Si è svolto ieri a Soncino, nel polo culturale della ex Filanda, un interessante incontro sulla figura di Don Lorenzo Milani. Promosso dalla biblioteca e dall’amministrazione comunale soncinese, l’incontro ha visto la presenza di Roberta Tosetti, Consigliere delegato alla cultura e di Federica Brizio, presidente del Consiglio comunale, che hanno aperto i lavori, presentando gli ospiti: lo scrittore Alessandro Mazzerelli e il giornalista vaticanista Emanuele Piccini, giunti da Firenze per l’occasione.

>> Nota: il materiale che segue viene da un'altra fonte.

use comrak::options::Options;

use crate::application::render::types::ExtensionSet;

/// Comrak options for the requested extension set.
///
/// Raw HTML stays enabled at the comrak level because the rewrite stage emits
/// highlighted code, headings and the table of contents as HTML nodes. When
/// the user disables raw HTML the rewrite stage escapes the author's own
/// HTML nodes instead.
pub(crate) fn options_for(extensions: &ExtensionSet) -> Options<'static> {
    let mut options = Options::default();
    configure_extensions(&mut options, extensions);
    options
}

fn configure_extensions(options: &mut Options<'static>, extensions: &ExtensionSet) {
    let ext = &mut options.extension;
    ext.table = extensions.tables;
    ext.tagfilter = false;

    let render = &mut options.render;
    render.github_pre_lang = true;
    render.full_info_string = true;
    render.r#unsafe = true;
    render.sourcepos = false;
}
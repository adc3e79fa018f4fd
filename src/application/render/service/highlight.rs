use syntect::{
    html::{ClassStyle, ClassedHTMLGenerator},
    parsing::{SyntaxReference, SyntaxSet},
    util::LinesWithEndings,
};

use crate::application::render::types::RenderError;
use crate::domain::markup::{escape_attribute, escape_text};

const PLAIN_LANGUAGE: &str = "text";

/// Highlight a fenced code block into `<pre><code>` markup with `syntax-`
/// prefixed span classes. Unknown languages are highlighted as plain text.
pub(crate) fn highlight_code(
    language: Option<&str>,
    meta: Option<&str>,
    code: &str,
    syntax_set: &SyntaxSet,
    class_style: &ClassStyle,
) -> Result<String, RenderError> {
    let lang_token = language.unwrap_or(PLAIN_LANGUAGE);
    let syntax =
        find_syntax(syntax_set, lang_token).unwrap_or_else(|| syntax_set.find_syntax_plain_text());

    let mut code_with_newline = code.to_string();
    if !code_with_newline.ends_with('\n') {
        code_with_newline.push('\n');
    }

    let mut generator =
        ClassedHTMLGenerator::new_with_class_style(syntax, syntax_set, *class_style);

    for line in LinesWithEndings::from(code_with_newline.as_str()) {
        generator
            .parse_html_for_line_which_includes_newline(line)
            .map_err(|err| RenderError::Highlighting {
                language: lang_token.to_string(),
                message: err.to_string(),
            })?;
    }

    Ok(wrap_code_block(lang_token, meta, &generator.finalize()))
}

/// Code block without highlighting, used when the highlight extension is off.
pub(crate) fn plain_code_block(language: Option<&str>, meta: Option<&str>, code: &str) -> String {
    let mut escaped = escape_text(code);
    if !escaped.ends_with('\n') {
        escaped.push('\n');
    }
    wrap_code_block(language.unwrap_or(PLAIN_LANGUAGE), meta, &escaped)
}

fn wrap_code_block(lang_token: &str, meta: Option<&str>, body: &str) -> String {
    let lang = escape_attribute(&lang_token.to_ascii_lowercase());
    let meta_attr = meta
        .filter(|m| !m.is_empty())
        .map(|m| format!(" data-meta=\"{}\"", escape_attribute(m)))
        .unwrap_or_default();

    format!(
        "<pre class=\"syntax-highlight syntax-lang-{lang}\" data-language=\"{lang}\"><code class=\"language-{lang} syntax-code\"{meta_attr}>{body}</code></pre>"
    )
}

fn find_syntax<'a>(syntax_set: &'a SyntaxSet, token: &str) -> Option<&'a SyntaxReference> {
    let lowercase = token.to_ascii_lowercase();
    syntax_set
        .find_syntax_by_token(&lowercase)
        .or_else(|| syntax_set.find_syntax_by_name(&lowercase))
        .or_else(|| syntax_set.find_syntax_by_extension(&lowercase))
}

#[cfg(test)]
mod tests {
    use super::*;

    #[test]
    fn plain_block_escapes_markup() {
        let html = plain_code_block(Some("html"), None, "<b>bold</b>");

        assert!(html.starts_with("<pre class=\"syntax-highlight syntax-lang-html\""));
        assert!(html.contains("class=\"language-html syntax-code\""));
        assert!(!html.contains("<b>"));
    }

    #[test]
    fn plain_block_defaults_to_text_language() {
        let html = plain_code_block(None, Some("title=\"x\""), "a");

        assert!(html.contains("data-language=\"text\""));
        assert!(html.contains("data-meta=\"title=&quot;x&quot;\""));
    }
}
//! Grouped relationship results.

use easel_object::SavedObject;
use indexmap::IndexMap;
use serde::Serialize;

/// Minimal projection of a saved object used in relationship output
#[derive(Debug, Clone, PartialEq, Eq, Serialize)]
pub struct SavedObjectSummary {
    /// Object id
    pub id: String,
    /// Object kind
    #[serde(rename = "type")]
    pub kind: String,
    /// `title` attribute; `None` when the object carries none
    pub title: Option<String>,
}

impl From<&SavedObject> for SavedObjectSummary {
    fn from(object: &SavedObject) -> Self {
        Self {
            id: object.id.clone(),
            kind: object.kind.clone(),
            title: object.title().map(str::to_owned),
        }
    }
}

/// One grouped relationship; its kind is the map key, so it is
/// stripped from the entry itself
#[derive(Debug, Clone, PartialEq, Eq, Serialize)]
pub struct RelationshipEntry {
    /// Object id
    pub id: String,
    /// `title` attribute; `None` when the object carries none
    pub title: Option<String>,
}

/// Relationships grouped by kind.
///
/// Keys appear in first-seen order, entries in arrival order within
/// each group. Kinds with no relationships have no key at all, never
/// an empty vector.
pub type RelationshipMap = IndexMap<String, Vec<RelationshipEntry>>;

/// Group summaries by kind, preserving arrival order
#[must_use]
pub fn group_by_kind(summaries: impl IntoIterator<Item = SavedObjectSummary>) -> RelationshipMap {
    let mut map = RelationshipMap::new();
    for summary in summaries {
        map.entry(summary.kind).or_default().push(RelationshipEntry {
            id: summary.id,
            title: summary.title,
        });
    }
    map
}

Si può dire che sia stato un incontro fuori dagli schemi e per certi versi sorprendente per chi pensava di sentirsi raccontare del “prete rosso”, del “prete comunista” (un ossimoro a pensarci bene), perché nonostante tutte le strumentalizzazioni che sono state fatte, soprattutto dopo la sua morte, della figura di Don Milani, il tentativo che Alessandro Mazzerelli fa con i suoi scritti e i suoi incontri pubblici in giro per l’Italia è proprio quello di rappresentare il priore di Barbiana per quello che era, lontano dalle etichette politiche. E se a farlo è proprio un testimone diretto come Mazzerelli, che frequentò personalmente Don Milani nell’ultima fase della sua vita, tanto da raccoglierne l’eredità culturale, la responsabilità è ancora più grande e il discorso si fa più avvincente.

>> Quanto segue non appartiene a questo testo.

//! Testing utilities for the easel workspace
//!
//! Shared fixtures and instrumented client wrappers.

#![allow(missing_docs)]

use async_trait::async_trait;
use easel_object::{
    BulkGetResponse, FindQuery, FindResponse, MemoryStore, ObjectError, ObjectKey, Reference,
    SavedObject, SavedObjectsClient,
};
use serde_json::json;
use std::sync::atomic::{AtomicUsize, Ordering};

pub fn object(kind: &str, id: &str) -> SavedObject {
    SavedObject::new(kind, id)
}

pub fn titled_object(kind: &str, id: &str, title: &str) -> SavedObject {
    let mut object = SavedObject::new(kind, id);
    object.attributes = json!({ "title": title });
    object
}

pub fn object_with_references(
    kind: &str,
    id: &str,
    title: &str,
    references: &[(&str, &str)],
) -> SavedObject {
    let mut object = titled_object(kind, id, title);
    object.references = references
        .iter()
        .map(|(reference_kind, reference_id)| Reference::new(*reference_kind, *reference_id))
        .collect();
    object
}

pub fn seeded_store(objects: impl IntoIterator<Item = SavedObject>) -> MemoryStore {
    let store = MemoryStore::new();
    for object in objects {
        store.insert(object);
    }
    store
}

/// Client wrapper counting how often each read method is invoked.
///
/// Lets tests assert on call behavior (e.g. that an empty batch issues
/// no bulk-get at all) without a mocking framework.
#[derive(Debug)]
pub struct RecordingClient<C> {
    inner: C,
    gets: AtomicUsize,
    bulk_gets: AtomicUsize,
    finds: AtomicUsize,
}

impl<C> RecordingClient<C> {
    pub fn new(inner: C) -> Self {
        Self {
            inner,
            gets: AtomicUsize::new(0),
            bulk_gets: AtomicUsize::new(0),
            finds: AtomicUsize::new(0),
        }
    }

    pub fn get_calls(&self) -> usize {
        self.gets.load(Ordering::SeqCst)
    }

    pub fn bulk_get_calls(&self) -> usize {
        self.bulk_gets.load(Ordering::SeqCst)
    }

    pub fn find_calls(&self) -> usize {
        self.finds.load(Ordering::SeqCst)
    }
}

#[async_trait]
impl<C: SavedObjectsClient> SavedObjectsClient for RecordingClient<C> {
    async fn get(&self, kind: &str, id: &str) -> Result<SavedObject, ObjectError> {
        self.gets.fetch_add(1, Ordering::SeqCst);
        self.inner.get(kind, id).await
    }

    async fn bulk_get(&self, keys: &[ObjectKey]) -> Result<BulkGetResponse, ObjectError> {
        self.bulk_gets.fetch_add(1, Ordering::SeqCst);
        self.inner.bulk_get(keys).await
    }

    async fn find(&self, query: &FindQuery) -> Result<FindResponse, ObjectError> {
        self.finds.fetch_add(1, Ordering::SeqCst);
        self.inner.find(query).await
    }
}

/// Client wrapper failing selected methods with a transport error.
///
/// Used to exercise the fail-fast join: either concurrent read failing
/// must fail the whole operation.
#[derive(Debug)]
pub struct FaultInjectingClient<C> {
    inner: C,
    fail_bulk_get: bool,
    fail_find: bool,
}

impl<C> FaultInjectingClient<C> {
    pub fn new(inner: C) -> Self {
        Self {
            inner,
            fail_bulk_get: false,
            fail_find: false,
        }
    }

    #[must_use]
    pub fn failing_bulk_get(mut self) -> Self {
        self.fail_bulk_get = true;
        self
    }

    #[must_use]
    pub fn failing_find(mut self) -> Self {
        self.fail_find = true;
        self
    }
}

#[async_trait]
impl<C: SavedObjectsClient> SavedObjectsClient for FaultInjectingClient<C> {
    async fn get(&self, kind: &str, id: &str) -> Result<SavedObject, ObjectError> {
        self.inner.get(kind, id).await
    }

    async fn bulk_get(&self, keys: &[ObjectKey]) -> Result<BulkGetResponse, ObjectError> {
        if self.fail_bulk_get {
            return Err(ObjectError::Transport("injected bulk_get failure".into()));
        }
        self.inner.bulk_get(keys).await
    }

    async fn find(&self, query: &FindQuery) -> Result<FindResponse, ObjectError> {
        if self.fail_find {
            return Err(ObjectError::Transport("injected find failure".into()));
        }
        self.inner.find(query).await
    }
}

Nel libro di cui si è parlato ieri “Il sogno di Don Milani” (Libreria Editrice Fiorentina) e nel più recente “Il riscatto” (IF PRESS), l’autore si concentra sul rapporto scaturito dal suo primo incontro con colui che passò alle cronache soprattutto per il famoso “Decalogo di Barbiana” e l’ancora più famoso (e dibattuto) libro “Lettera a una professoressa”.
La figura di Don Milani in realtà è da ritenersi un unicum, proprio perché non è inquadrabile in nessuna delle categorie politico-ideologiche di ieri e di oggi.
Don Milani aveva deciso di dedicare la sua attenzione e la sua attività pastorale e didattica agli ultimi (giovani senza istruzione, operai, indigenti…) ma ciò – come è stato più volte specificato durante l’incontro soncinese – non significa che fosse un sostenitore o simpatizzante dell’ideologia comunista, anzi, per come si era palesato nella storia, spese verso il comunismo parole dure e categoriche.
Don Milani era un uomo fuori dagli schemi e per tale motivo imprigionarlo in categorie ideologiche predefinite è stato e sarebbe ancora un torto nei suoi confronti, oltre che un torto nei confronti della verità, che Mazzerelli in prima persona ha deciso di difendere nel corso della sua vita.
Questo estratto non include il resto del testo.